Why add RedPanda/Kafka over using async insert? https://clickhouse.com/docs/opti...

Callicles · 2025-10-21T00:53:28 1761008008

Hey,

We went from the get go to that infrastructure for multiple reasons in the first place:

* Having a durable buffer before ensures if you have big spikes that gets eaten by the buffer, not OLAP which when it is powering your online dashboard you want to keep responsive. Clickhouse cloud now has compute/compute that addresses that but open source users' don't.

* When we shipped this for the first time, clickhouse did not have the async buffering in place, so not doing some kind of buffered inserts was forwned upon. * As oatsandsugar mentioned, since them we also shipped direct insert where you don't need a kafka buffer if you don't want it

* From an architecture standpoint, with that architecture you can have multiple consumers

* Finally, having kafka enables having streaming function written in your favorite language vs using SQL. Definitely will be less performance to task ratio, but depending on the task might be faster to setup or even you can do things you couldn't directly in the database.
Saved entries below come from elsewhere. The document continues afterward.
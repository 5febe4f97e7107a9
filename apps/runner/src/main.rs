//! KernelCI fstests runner - Main entry point.
//!
//! Runs fstests jobs and reports the results to the KernelCI API.

use std::process::ExitCode;
use std::sync::Arc;

use clap::Parser;
use tracing::{Level, error, info, warn};
use tracing_subscriber::FmtSubscriber;

use fstests_lib::cli::{Cli, Command, RunArgs};
use fstests_lib::config::Config;
use fstests_lib::error::AppResult;
use fstests_lib::services::{
    CheckoutListener, FstestsJob, KernelCiClient, ProcessRunner, ResultsSink, StorageUploader,
    load_report,
};

#[tokio::main]
async fn main() -> ExitCode {
    let cli = Cli::parse();

    // Load environment variables from .env file
    dotenvy::dotenv().ok();

    // Initialize logging
    let subscriber = FmtSubscriber::builder()
        .with_max_level(Level::INFO)
        .with_env_filter(tracing_subscriber::EnvFilter::from_default_env())
        .finish();
    tracing::subscriber::set_global_default(subscriber).expect("Failed to set tracing subscriber");

    // Load configuration
    let config = match Config::from_env() {
        Ok(cfg) => cfg,
        Err(e) => {
            error!("Failed to load configuration: {}", e);
            error!("");
            error!("Please check your environment variables:");
            error!("  - RUST_ENV, when set, must be 'development' or 'production'");
            error!("  - FSTESTS_SSH_HOST needs FSTESTS_SSH_USER and FSTESTS_SSH_KEY");
            error!("  - In production, KCI_API_URL and API_TOKEN must be set");
            error!("  - In production, values must not match development defaults");
            return ExitCode::FAILURE;
        }
    };

    info!("========================================");
    info!("  KernelCI fstests runner");
    info!("  Environment: {}", config.environment);
    info!("========================================");

    if config.is_development() {
        warn!("Running in DEVELOPMENT mode - do not use in production!");
    }

    let result = match cli.command {
        Command::Run { node_id, args } => run(&config, node_id.as_deref(), &args).await,
        Command::Listen { max_jobs, args } => listen(&config, max_jobs, &args).await,
        Command::Submit { node_id, report } => submit(&config, &node_id, &report).await,
    };

    match result {
        Ok(true) => ExitCode::SUCCESS,
        Ok(false) => ExitCode::FAILURE,
        Err(e) => {
            error!("{}", e);
            ExitCode::FAILURE
        }
    }
}

fn build_job(config: &Config, args: &RunArgs) -> AppResult<FstestsJob> {
    let mut job = FstestsJob::new(args.output_dir(config), args.pipeline_config(config));
    if let Some(ssh) = args.ssh_settings(config.ssh.as_ref())? {
        info!("Uploading artifacts to {}@{}", ssh.user, ssh.host);
        job = job.with_uploader(StorageUploader::new(ssh, Arc::new(ProcessRunner::new())));
    }
    Ok(job)
}

/// Run one job; `Ok(false)` when a pipeline stage failed.
async fn run(config: &Config, node_id: Option<&str>, args: &RunArgs) -> AppResult<bool> {
    let job = build_job(config, args)?;
    let report = match node_id {
        Some(node_id) => {
            let client = KernelCiClient::new(&config.api)?;
            job.with_sink(Arc::new(client)).run(node_id).await?
        }
        None => {
            info!("No --node-id given, results stay local");
            job.run_local().await?
        }
    };

    info!("Workspace: {}", report.workspace.display());
    Ok(report.outcome.is_success())
}

/// Run a job per available checkout until Ctrl-C or `max_jobs`.
async fn listen(config: &Config, max_jobs: Option<usize>, args: &RunArgs) -> AppResult<bool> {
    args.pipeline_config(config).validate()?;
    let sink: Arc<dyn ResultsSink> = Arc::new(KernelCiClient::new(&config.api)?);
    let job = build_job(config, args)?.with_sink(Arc::clone(&sink));

    let shutdown = async {
        if let Err(e) = tokio::signal::ctrl_c().await {
            warn!("Cannot wait for Ctrl-C: {}", e);
            std::future::pending::<()>().await;
        }
    };
    let started = CheckoutListener::new(sink)
        .with_max_jobs(max_jobs)
        .run(&job, shutdown)
        .await?;
    info!("Stopped listening after {} job(s)", started);
    Ok(true)
}

async fn submit(config: &Config, node_id: &str, path: &std::path::Path) -> AppResult<bool> {
    let report = load_report(path).await?;
    let client = KernelCiClient::new(&config.api)?;
    client.submit_results(node_id, &report).await?;
    info!("Submitted {} to node {}", path.display(), node_id);
    Ok(true)
}
//! Nested test result tree keyed by path segment.

use indexmap::IndexMap;

/// A tree node is either a group of named children or a single test outcome.
///
/// Children keep insertion order. Equality ignores that order, so two trees
/// built from the same records in different orders compare equal.
#[derive(Debug, Clone, PartialEq, Eq)]
pub enum ResultTree {
    Internal(IndexMap<String, ResultTree>),
    Leaf(crate::models::TestOutcome),
}

impl ResultTree {
    /// An internal node without children.
    pub fn empty() -> Self {
        ResultTree::Internal(IndexMap::new())
    }

    pub fn is_leaf(&self) -> bool {
        matches!(self, ResultTree::Leaf(_))
    }

    /// Child lookup; always `None` on leaves.
    pub fn child(&self, name: &str) -> Option<&ResultTree> {
        match self {
            ResultTree::Internal(children) => children.get(name),
            ResultTree::Leaf(_) => None,
        }
    }

    /// Follow a path of segments from this node.
    pub fn get<S: AsRef<str>>(&self, path: &[S]) -> Option<&ResultTree> {
        path.iter()
            .try_fold(self, |node, segment| node.child(segment.as_ref()))
    }

    /// Number of leaves below (or at) this node.
    pub fn leaf_count(&self) -> usize {
        match self {
            ResultTree::Leaf(_) => 1,
            ResultTree::Internal(children) => children.values().map(ResultTree::leaf_count).sum(),
        }
    }
}

impl Default for ResultTree {
    fn default() -> Self {
        Self::empty()
    }
}
//! Pipeline services.

pub mod artifact;
pub mod command;
pub mod job;
pub mod kernelci;
pub mod listener;
pub mod pipeline;
pub mod report_converter;
pub mod stage_plan;
pub mod storage;
pub mod tree_builder;
pub mod xunit;

pub use artifact::{ArtifactWriter, JsonArtifactWriter, load_report};
pub use command::{CommandRunner, CommandStatus, Invocation, ProcessRunner};
pub use job::{FstestsJob, JobReport};
pub use kernelci::{KernelCiClient, NODE_CHANNEL, ResultsSink};
pub use listener::CheckoutListener;
pub use pipeline::{PipelineController, PipelineOutcome, Stage, StageResult};
pub use report_converter::to_report;
pub use stage_plan::StagePlan;
pub use storage::StorageUploader;
pub use tree_builder::{ResultTreeBuilder, build_tree};
pub use xunit::{parse_xunit, parse_xunit_file};
//! Concrete commands for each pipeline stage.

use std::path::PathBuf;

use crate::config::{Execution, GceSettings, PipelineConfig};
use crate::services::command::Invocation;
use crate::services::pipeline::Stage;

/// Test selection used when neither a group nor test cases are given.
pub const DEFAULT_TEST_SELECTION: &str = "smoke";

/// Maps a [`PipelineConfig`] to the commands of every stage.
pub struct StagePlan<'a> {
    config: &'a PipelineConfig,
}

impl<'a> StagePlan<'a> {
    pub fn new(config: &'a PipelineConfig) -> Self {
        Self { config }
    }

    /// Commands run by `stage`, in order. Empty for stages that run no
    /// external command or are skipped.
    pub fn invocations(&self, stage: Stage) -> Vec<Invocation> {
        match stage {
            Stage::ConfigureKernel => self.configure_kernel().into_iter().collect(),
            Stage::BuildKernel => self.build_kernel().into_iter().collect(),
            Stage::RunTests => vec![self.run_tests()],
            Stage::RetrieveResultsArtifact => self.retrieve_results(),
            Stage::ParseAndConvert | Stage::Persist => Vec::new(),
        }
    }

    /// Local files the retrieval stage produces, one per test config.
    pub fn artifact_files(&self) -> Vec<PathBuf> {
        self.config
            .test_configs
            .iter()
            .map(|cfg| self.config.workspace.join(artifact_file_name(cfg)))
            .collect()
    }

    fn kvm_xfstests(&self) -> String {
        self.bld_tool("kvm-xfstests")
    }

    fn bld_tool(&self, name: &str) -> String {
        self.config
            .xfstests_bld_path
            .join(name)
            .to_string_lossy()
            .into_owned()
    }

    /// `--testrunid` of a GCE run, derived from the workspace name so that
    /// results of concurrent runs do not mix in the bucket.
    pub fn test_run_id(&self) -> String {
        self.config
            .workspace
            .file_name()
            .map(|name| name.to_string_lossy().to_ascii_lowercase().replace('_', "-"))
            .filter(|id| !id.is_empty())
            .unwrap_or_else(|| "fstests".to_string())
    }

    fn source_dir(&self) -> Option<&PathBuf> {
        if self.config.skip_build {
            None
        } else {
            self.config.src_dir.as_ref()
        }
    }

    fn configure_kernel(&self) -> Option<Invocation> {
        let src_dir = self.source_dir()?;
        Some(
            Invocation::new(Stage::ConfigureKernel.as_str(), self.kvm_xfstests(), src_dir)
                .arg("install-kconfig"),
        )
    }

    fn build_kernel(&self) -> Option<Invocation> {
        let src_dir = self.source_dir()?;
        Some(
            Invocation::new(Stage::BuildKernel.as_str(), "make", src_dir)
                .arg(format!("-j{}", self.config.njobs)),
        )
    }

    fn run_tests(&self) -> Invocation {
        let config = self.config;
        let mut invocation = match &config.execution {
            Execution::Kvm => Invocation::new(
                Stage::RunTests.as_str(),
                self.kvm_xfstests(),
                &config.xfstests_bld_path,
            ),
            Execution::Gce(gce) => self.gce_xfstests(gce),
        };

        if let Some(kernel) = &config.kernel {
            invocation = invocation
                .arg("--kernel")
                .arg(kernel.to_string_lossy().into_owned());
        }

        let configs = config
            .test_configs
            .iter()
            .map(|cfg| format!("{}/{}", config.filesystem, cfg))
            .collect::<Vec<_>>()
            .join(",");
        invocation = invocation.arg("-c").arg(configs);

        if let Some(group) = &config.testgroup {
            invocation = invocation.args(["-g", group.as_str()]);
        }
        invocation = invocation.args(config.testcases.iter().cloned());

        if config.testgroup.is_none() && config.testcases.is_empty() {
            invocation = invocation.arg(DEFAULT_TEST_SELECTION);
        }

        invocation
    }

    fn gce_xfstests(&self, gce: &GceSettings) -> Invocation {
        let mut invocation = Invocation::new(
            Stage::RunTests.as_str(),
            self.bld_tool("gce-xfstests"),
            &self.config.xfstests_bld_path,
        );
        if let Some(shards) = gce.max_shards {
            invocation = invocation
                .arg("ltm")
                .arg("--max-shards")
                .arg(shards.to_string());
        }
        if let Some(project) = &gce.project {
            invocation = invocation.args(["--project", project.as_str()]);
        }
        if let Some(zone) = &gce.zone {
            invocation = invocation.args(["--gce-zone", zone.as_str()]);
        }
        invocation
            .args(["--gs-bucket", gce.gs_bucket.as_str()])
            .arg("--testrunid")
            .arg(self.test_run_id())
    }

    fn retrieve_results(&self) -> Vec<Invocation> {
        match &self.config.execution {
            Execution::Kvm => self.dump_results_disk(),
            Execution::Gce(gce) => self.copy_from_bucket(gce),
        }
    }

    /// `gs://<bucket>/results/<testrunid>/<fs>/results-<cfg>/result.xml`
    fn copy_from_bucket(&self, gce: &GceSettings) -> Vec<Invocation> {
        let config = self.config;
        let run_id = self.test_run_id();
        config
            .test_configs
            .iter()
            .map(|cfg| {
                Invocation::new(
                    Stage::RetrieveResultsArtifact.as_str(),
                    "gsutil",
                    &config.workspace,
                )
                .arg("cp")
                .arg(format!(
                    "gs://{}/results/{}/{}/results-{}/result.xml",
                    gce.gs_bucket, run_id, config.filesystem, cfg
                ))
                .arg(artifact_file_name(cfg))
            })
            .collect()
    }

    fn dump_results_disk(&self) -> Vec<Invocation> {
        let config = self.config;
        let image = config.results_image.to_string_lossy().into_owned();
        config
            .test_configs
            .iter()
            .map(|cfg| {
                let request = format!(
                    "dump /results/{}/results-{}/result.xml {}",
                    config.filesystem,
                    cfg,
                    artifact_file_name(cfg)
                );
                Invocation::new(
                    Stage::RetrieveResultsArtifact.as_str(),
                    "debugfs",
                    &config.workspace,
                )
                .arg("-R")
                .arg(request)
                .arg(image.clone())
            })
            .collect()
    }
}

/// Workspace-relative name of the retrieved xunit file for `cfg`.
pub fn artifact_file_name(cfg: &str) -> String {
    format!("result-{}.xml", cfg.replace('/', "_"))
}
Disclaimer I am the CTO at Fiveonefour

hodgesrm · 2025-10-21T01:43:13 1761010993

> Clickhouse cloud now has compute/compute that addresses that but open source users' don't.

Altinity is addressing this with Project Antalya builds. We have extended open source ClickHouse with stateless swarm clusters to scale queries on shared Iceberg tables.
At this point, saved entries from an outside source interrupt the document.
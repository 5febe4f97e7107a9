//! Builds the nested result tree from flat test records.

use indexmap::IndexMap;
use indexmap::map::Entry;
use tracing::debug;

use crate::error::{AppError, AppResult};
use crate::models::{ResultTree, TestRecord};

/// Accumulates records into one tree rooted at a fixed segment.
///
/// Every record path that does not start with `root_segment` gets it
/// prepended, so all records share the same top-level group.
pub struct ResultTreeBuilder {
    root_segment: String,
    children: IndexMap<String, ResultTree>,
}

impl ResultTreeBuilder {
    pub fn new(root_segment: impl Into<String>) -> Self {
        Self {
            root_segment: root_segment.into(),
            children: IndexMap::new(),
        }
    }

    /// Insert one record.
    ///
    /// A duplicate leaf path overwrites the previous outcome. A path that
    /// would turn an existing leaf into a group, or a group into a leaf,
    /// is rejected with [`AppError::ConflictingTestIdentifier`].
    pub fn insert(&mut self, record: &TestRecord) -> AppResult<()> {
        let path = normalize(&self.root_segment, record.path());
        let Some((last, groups)) = path.split_last() else {
            return Err(AppError::InvalidTestIdentifier(record.identifier()));
        };

        let mut level = &mut self.children;
        for segment in groups {
            let node = level
                .entry(segment.to_string())
                .or_insert_with(ResultTree::empty);
            level = match node {
                ResultTree::Internal(children) => children,
                ResultTree::Leaf(_) => {
                    return Err(AppError::ConflictingTestIdentifier(path.join("/")));
                }
            };
        }

        match level.entry(last.to_string()) {
            Entry::Vacant(slot) => {
                slot.insert(ResultTree::Leaf(record.outcome));
            }
            Entry::Occupied(mut slot) => match slot.get_mut() {
                ResultTree::Leaf(outcome) => {
                    debug!(
                        "Duplicate test identifier {}: {} replaced by {}",
                        path.join("/"),
                        outcome,
                        record.outcome
                    );
                    *outcome = record.outcome;
                }
                ResultTree::Internal(_) => {
                    return Err(AppError::ConflictingTestIdentifier(path.join("/")));
                }
            },
        }

        Ok(())
    }

    /// Insert every record, stopping at the first conflict.
    pub fn extend<'a, I>(&mut self, records: I) -> AppResult<()>
    where
        I: IntoIterator<Item = &'a TestRecord>,
    {
        records.into_iter().try_for_each(|record| self.insert(record))
    }

    /// Finish building; the returned tree is an internal node.
    pub fn build(self) -> ResultTree {
        ResultTree::Internal(self.children)
    }
}

fn normalize<'a>(root_segment: &'a str, path: &'a [String]) -> Vec<&'a str> {
    let mut normalized = Vec::with_capacity(path.len() + 1);
    if path.first().map(String::as_str) != Some(root_segment) {
        normalized.push(root_segment);
    }
    normalized.extend(path.iter().map(String::as_str));
    normalized
}

/// Build a tree from a batch of records.
pub fn build_tree<'a, I>(records: I, root_segment: &str) -> AppResult<ResultTree>
where
    I: IntoIterator<Item = &'a TestRecord>,
{
    let mut builder = ResultTreeBuilder::new(root_segment);
    builder.extend(records)?;
    Ok(builder.build())
}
Disclaimer: CEO of Altinity

bonobocop · 2025-10-21T19:47:23 1761076043

The durability and transformation reasons are definitely more compelling, but the article doesn’t mention those reasons.
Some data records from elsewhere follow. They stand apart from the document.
//! Pixel strip: the shared canvas every actor draws into
//!
//! Direct accessors are bounds-checked and report [`StripError`]; indexing
//! panics. Entities use the `*_clipped` helpers with signed positions and
//! are responsible for keeping their own draw positions sensible.

use core::ops::{Index, IndexMut};

use crate::{
    color::{BLACK, Rgb, add_colors, nscale8},
    error::StripError,
};

/// Fixed-length LED strip backed by a `MAX_LEDS` buffer
#[derive(Debug, Clone)]
pub struct PixelStrip<const MAX_LEDS: usize> {
    pixels: [Rgb; MAX_LEDS],
    len: usize,
}

impl<const MAX_LEDS: usize> PixelStrip<MAX_LEDS> {
    /// Create a strip of `len` pixels, all set to `fill`
    pub fn new(len: usize, fill: Rgb) -> Result<Self, StripError> {
        if len == 0 {
            return Err(StripError::ZeroLength);
        }
        if len > MAX_LEDS {
            return Err(StripError::TooLong {
                len,
                capacity: MAX_LEDS,
            });
        }
        Ok(Self {
            pixels: [fill; MAX_LEDS],
            len,
        })
    }

    /// Number of pixels in the strip
    pub const fn len(&self) -> usize {
        self.len
    }

    /// Always false; a strip holds at least one pixel
    pub const fn is_empty(&self) -> bool {
        self.len == 0
    }

    /// Index of the last pixel as a signed position
    #[allow(clippy::cast_possible_truncation, clippy::cast_possible_wrap)]
    pub const fn last_position(&self) -> i32 {
        self.len as i32 - 1
    }

    /// Visible pixels
    pub fn as_slice(&self) -> &[Rgb] {
        &self.pixels[..self.len]
    }

    /// Visible pixels, mutable
    pub fn as_mut_slice(&mut self) -> &mut [Rgb] {
        &mut self.pixels[..self.len]
    }

    /// Read one pixel
    pub fn get(&self, index: usize) -> Result<Rgb, StripError> {
        self.check(index)?;
        Ok(self.pixels[index])
    }

    /// Overwrite one pixel
    pub fn set(&mut self, index: usize, color: Rgb) -> Result<(), StripError> {
        self.check(index)?;
        self.pixels[index] = color;
        Ok(())
    }

    /// Add `color` onto one pixel, each channel rolling over at 255
    pub fn add(&mut self, index: usize, color: Rgb) -> Result<(), StripError> {
        self.check(index)?;
        self.pixels[index] = add_colors(self.pixels[index], color);
        Ok(())
    }

    /// Add the color of pixel `from` onto pixel `to`
    pub fn add_pixel(&mut self, to: usize, from: usize) -> Result<(), StripError> {
        let color = self.get(from)?;
        self.add(to, color)
    }

    /// Darken one pixel by `scale / 255`
    pub fn nscale8(&mut self, index: usize, scale: u8) -> Result<(), StripError> {
        self.check(index)?;
        self.pixels[index] = nscale8(self.pixels[index], scale);
        Ok(())
    }

    /// Darken every pixel by `scale / 255`
    pub fn nscale8_all(&mut self, scale: u8) {
        for pixel in self.as_mut_slice() {
            *pixel = nscale8(*pixel, scale);
        }
    }

    /// Set every pixel to black
    pub fn clear(&mut self) {
        self.fill(BLACK);
    }

    /// Set every pixel to `color`
    pub fn fill(&mut self, color: Rgb) {
        for pixel in self.as_mut_slice() {
            *pixel = color;
        }
    }

    /// Clamp a signed position onto the strip
    #[allow(clippy::cast_sign_loss)]
    pub fn clamp_position(&self, position: i32) -> usize {
        position.clamp(0, self.last_position()) as usize
    }

    /// Convert a signed position to an index, if it is on the strip
    pub fn index_of(&self, position: i32) -> Option<usize> {
        usize::try_from(position).ok().filter(|&i| i < self.len)
    }

    /// Overwrite the pixel at `position`, skipping positions off the strip
    pub fn paint_clipped(&mut self, position: i32, color: Rgb) {
        if let Some(index) = self.index_of(position) {
            self.pixels[index] = color;
        }
    }

    /// Add onto the pixel at `position`, skipping positions off the strip
    pub fn add_clipped(&mut self, position: i32, color: Rgb) {
        if let Some(index) = self.index_of(position) {
            self.pixels[index] = add_colors(self.pixels[index], color);
        }
    }

    const fn check(&self, index: usize) -> Result<(), StripError> {
        if index < self.len {
            Ok(())
        } else {
            Err(StripError::OutOfRange {
                index,
                len: self.len,
            })
        }
    }
}

impl<const MAX_LEDS: usize> Index<usize> for PixelStrip<MAX_LEDS> {
    type Output = Rgb;

    fn index(&self, index: usize) -> &Rgb {
        &self.as_slice()[index]
    }
}

impl<const MAX_LEDS: usize> IndexMut<usize> for PixelStrip<MAX_LEDS> {
    fn index_mut(&mut self, index: usize) -> &mut Rgb {
        &mut self.as_mut_slice()[index]
    }
}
It’s mainly focused on the insert batching which is why I was drawing attention to async_insert.

I think it’s worth highlighting the incremental transformation that CH can do via the materialised views too. That can often replace the need for a full blown streaming transformation pipelines too.

IMO, I think you can get a surprising distance with “just” a ClickHouse instance these days. I’d definitely be interested in articles that talk about where that threshold is no longer met!

maxjustus · 2025-10-21T15:33:22 1761060802

Nothing stopping an OSS user from pointing inserts at one or more write focused replicas and user facing queries at read focused replicas!

olavgg · 2025-10-20T15:41:42 1760974902

The biggest reason is that you may also have other consumers than just Clickhouse.

bonobocop · 2025-10-20T17:36:54 1760981814

Sure, but the article doesn’t talk about that, it seemed to be focused on CH alone, in which case async insert is much fewer technical tokens.

If you need to ensure that you have super durable writes, you can consider, but I really think it’s not something you need to reach for at first glance

oatsandsugar · 2025-10-21T00:30:47 1761006647

Author here: commented here about how you can use async inserts if that's your preferred ingest method (we recommend that for batch).

https://news.ycombinator.com/item?id=45651098

One of the reasons we streaming ingests is because we often modify the schema of the data in stream. Usually to conform w ClickHouse best practices that aren't adhered to in the source data (restrictive types, denormalization, default not nullable, etc).